Читаем Первые слова. О предисловиях Ф. М. Достоевского полностью

Данное Достоевским пространное описание предпринятого закладчиком самоанализа наставляет читателей в том, как анализировать этот текст. Однако требуется нечто большее, чем добровольный отказ от недоверия. Читатель также должен быть готов принять язык Достоевского как замкнутую на саму себя систему кодов, которая соединяет введение и монолог в сложный единый замысел. Это значит, что читатели будут рассматривать язык и как средство, и как объект. Всегда помня о способности языка к внушению, Достоевский фактически советует своим читателям настороженно относиться к внешнему содержанию высказывания и смотреть глубже, помня о его способности как создавать, так и раскрывать парадоксы.
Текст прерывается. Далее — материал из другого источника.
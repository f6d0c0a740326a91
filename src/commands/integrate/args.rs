use fragtk_lib::pipeline::integration::{HarmonyOptions, MncOptions};
use fragtk_lib::pipeline::validation::{validate_input_files, validate_threshold, ValidationConfig};
use std::path::PathBuf;
use std::str::FromStr;
use structopt::StructOpt;

/// Batch correction algorithm.
#[derive(Debug, Clone, Copy, PartialEq, Eq)]
pub enum IntegrationMethod {
    Harmony,
    Mnc,
}

impl FromStr for IntegrationMethod {
    type Err = String;

    fn from_str(s: &str) -> Result<Self, Self::Err> {
        match s.to_ascii_lowercase().as_str() {
            "harmony" => Ok(IntegrationMethod::Harmony),
            "mnc" | "mnc-correct" => Ok(IntegrationMethod::Mnc),
            other => Err(format!("unknown integration method: {}", other)),
        }
    }
}

/// CLI arguments for the `integrate` subcommand.
#[derive(Debug, Clone, StructOpt)]
#[structopt(author, name = "integrate")]
pub struct IntegrateArgs {
    /// Embedding TSV: barcode followed by one column per dimension.
    #[structopt(long, short = "e")]
    pub embedding: PathBuf,

    /// Two-column `barcode<TAB>batch` table covering every embedded cell.
    #[structopt(long, short = "b")]
    pub batches: PathBuf,

    /// Corrected embedding output, same layout as the input.
    #[structopt(long, short = "o")]
    pub output: PathBuf,

    /// harmony or mnc.
    #[structopt(long, short = "m", default_value = "harmony")]
    pub method: IntegrationMethod,

    /// Number of clusters. Harmony defaults to min(100, n_cells / 30), mnc to 40.
    #[structopt(long)]
    pub n_clusters: Option<usize>,

    /// Harmony diversity penalty.
    #[structopt(long, default_value = "2.0")]
    pub theta: f64,

    /// Harmony soft-clustering width.
    #[structopt(long, default_value = "0.1")]
    pub sigma: f64,

    /// Harmony ridge penalty.
    #[structopt(long, default_value = "1.0")]
    pub lambda: f64,

    /// Harmony rounds.
    #[structopt(long, default_value = "10")]
    pub max_iter: usize,

    /// Paired centroids averaged per cell (mnc).
    #[structopt(long, default_value = "5")]
    pub n_neighbors: usize,

    /// Correction rounds (mnc).
    #[structopt(long, default_value = "1")]
    pub n_iter: usize,

    /// Number of worker threads to use.
    #[structopt(long, short = "t", default_value = "4")]
    pub threads: usize,
}

/// Normalised configuration derived from [`IntegrateArgs`].
#[derive(Debug, Clone)]
pub struct IntegrateConfig {
    pub embedding: PathBuf,
    pub batches: PathBuf,
    pub output: PathBuf,
    pub method: IntegrationMethod,
    pub harmony: HarmonyOptions,
    pub mnc: MncOptions,
    pub threads: usize,
}

impl From<IntegrateArgs> for IntegrateConfig {
    fn from(args: IntegrateArgs) -> IntegrateConfig {
        let mnc_defaults = MncOptions::default();
        IntegrateConfig {
            embedding: args.embedding,
            batches: args.batches,
            output: args.output,
            method: args.method,
            harmony: HarmonyOptions {
                n_clusters: args.n_clusters,
                sigma: args.sigma,
                theta: args.theta,
                lambda: args.lambda,
                max_iter: args.max_iter,
                ..Default::default()
            },
            mnc: MncOptions {
                n_clusters: args.n_clusters.unwrap_or(mnc_defaults.n_clusters),
                n_neighbors: args.n_neighbors,
                n_iter: args.n_iter,
                ..mnc_defaults
            },
            threads: args.threads,
        }
    }
}

impl IntegrateConfig {
    pub fn validate(&self) -> fragtk_lib::Result<()> {
        ValidationConfig {
            num_threads: self.threads,
            ..Default::default()
        }
        .validate()?;
        match self.method {
            IntegrationMethod::Harmony => {
                validate_threshold("sigma", self.harmony.sigma, f64::MIN_POSITIVE, f64::MAX)?;
                validate_threshold("theta", self.harmony.theta, 0.0, f64::MAX)?;
                validate_threshold("lambda", self.harmony.lambda, 0.0, f64::MAX)?;
            }
            IntegrationMethod::Mnc => {
                if self.mnc.n_clusters == 0 || self.mnc.n_neighbors == 0 {
                    return Err(fragtk_lib::FragError::InvalidInput(
                        "n_clusters and n_neighbors must be greater than 0".to_string(),
                    ));
                }
            }
        }
        validate_input_files(&[&self.embedding, &self.batches])
    }
}

#[cfg(test)]
mod tests {
    use super::*;

    #[test]
    fn harmony_is_default() {
        let args = IntegrateArgs::from_iter_safe(&[
            "integrate", "-e", "pca.tsv", "-b", "batch.tsv", "-o", "out.tsv",
        ])
        .unwrap();
        let config: IntegrateConfig = args.into();

        assert_eq!(config.method, IntegrationMethod::Harmony);
        assert_eq!(config.harmony.theta, 2.0);
        assert_eq!(config.harmony.n_clusters, None);
        assert_eq!(config.mnc.n_clusters, 40);
    }

    #[test]
    fn cluster_count_shared_by_methods() {
        let args = IntegrateArgs::from_iter_safe(&[
            "integrate", "-e", "pca.tsv", "-b", "batch.tsv", "-o", "out.tsv", "-m", "mnc",
            "--n-clusters", "12",
        ])
        .unwrap();
        let config: IntegrateConfig = args.into();

        assert_eq!(config.method, IntegrationMethod::Mnc);
        assert_eq!(config.mnc.n_clusters, 12);
        assert_eq!(config.harmony.n_clusters, Some(12));
    }

    #[test]
    fn zero_sigma_rejected() {
        let args = IntegrateArgs::from_iter_safe(&[
            "integrate", "-e", "pca.tsv", "-b", "batch.tsv", "-o", "out.tsv", "--sigma", "0",
            "-t", "1",
        ])
        .unwrap();
        let config: IntegrateConfig = args.into();
        assert!(matches!(
            config.validate(),
            Err(fragtk_lib::FragError::ThresholdValidation { .. })
        ));
    }
}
Фактически, «Кроткая» имеет ту же особенность, которую мы уже заметили в «Записках из Мертвого дома». Читая предисловия Достоевского, мы должны быть готовы увидеть в его языке больше, чем нам видится на первый взгляд.

Язык его вступлений требует такого же пристального внимания, с которым Бахтин рассматривал художественные тексты Достоевского. Фактически нам следует рассматривать его предисловия как поджанр, пусть и второстепенный. Внутренние правила этого поджанра требуют читателя, который способен понять одновременно и язык текста, и заложенный в него комментарий к его языку. Чтобы вовлечь читателя в эти упражнения в герменевтике, Достоевский в своем введении к «Кроткой» исподволь дает читателю указания, как следует читать основной текст. В результате читатели рассматривают введение как нечто большее, чем пустую условность и простое техническое упражнение, начинают видеть в нем важнейший компонент творческого процесса, в который их стремится вовлечь Достоевский. В сущности, помогая читателям переключать внимание с текста на предтекст, а затем на контекст, Достоевский делает творческий процесс темой своего дискурса. И, как мы ранее видели, цель этого дискурса состоит в том, чтобы бороться с фрагментацией, с силами разъединения, которые выражает приставка «вы-», чтобы противостоять ей при помощи силы приставки «со-». Рассказчику это может не удаться, но главное – чтобы это удалось нам, читателям. В конечном счете, эта глубоко гуманистическая цель меняет взаимоотношения между автором, читателем и рассказчиком и таким образом реализует способность эстетического слова собирать людей в ту точку, которая существует на границе литературы и реальности. В 1870-е годы, в период разъединения и социального хаоса, Достоевский обнаружил объединяющую способность эстетического языка в «Кроткой» в первых же словах текста.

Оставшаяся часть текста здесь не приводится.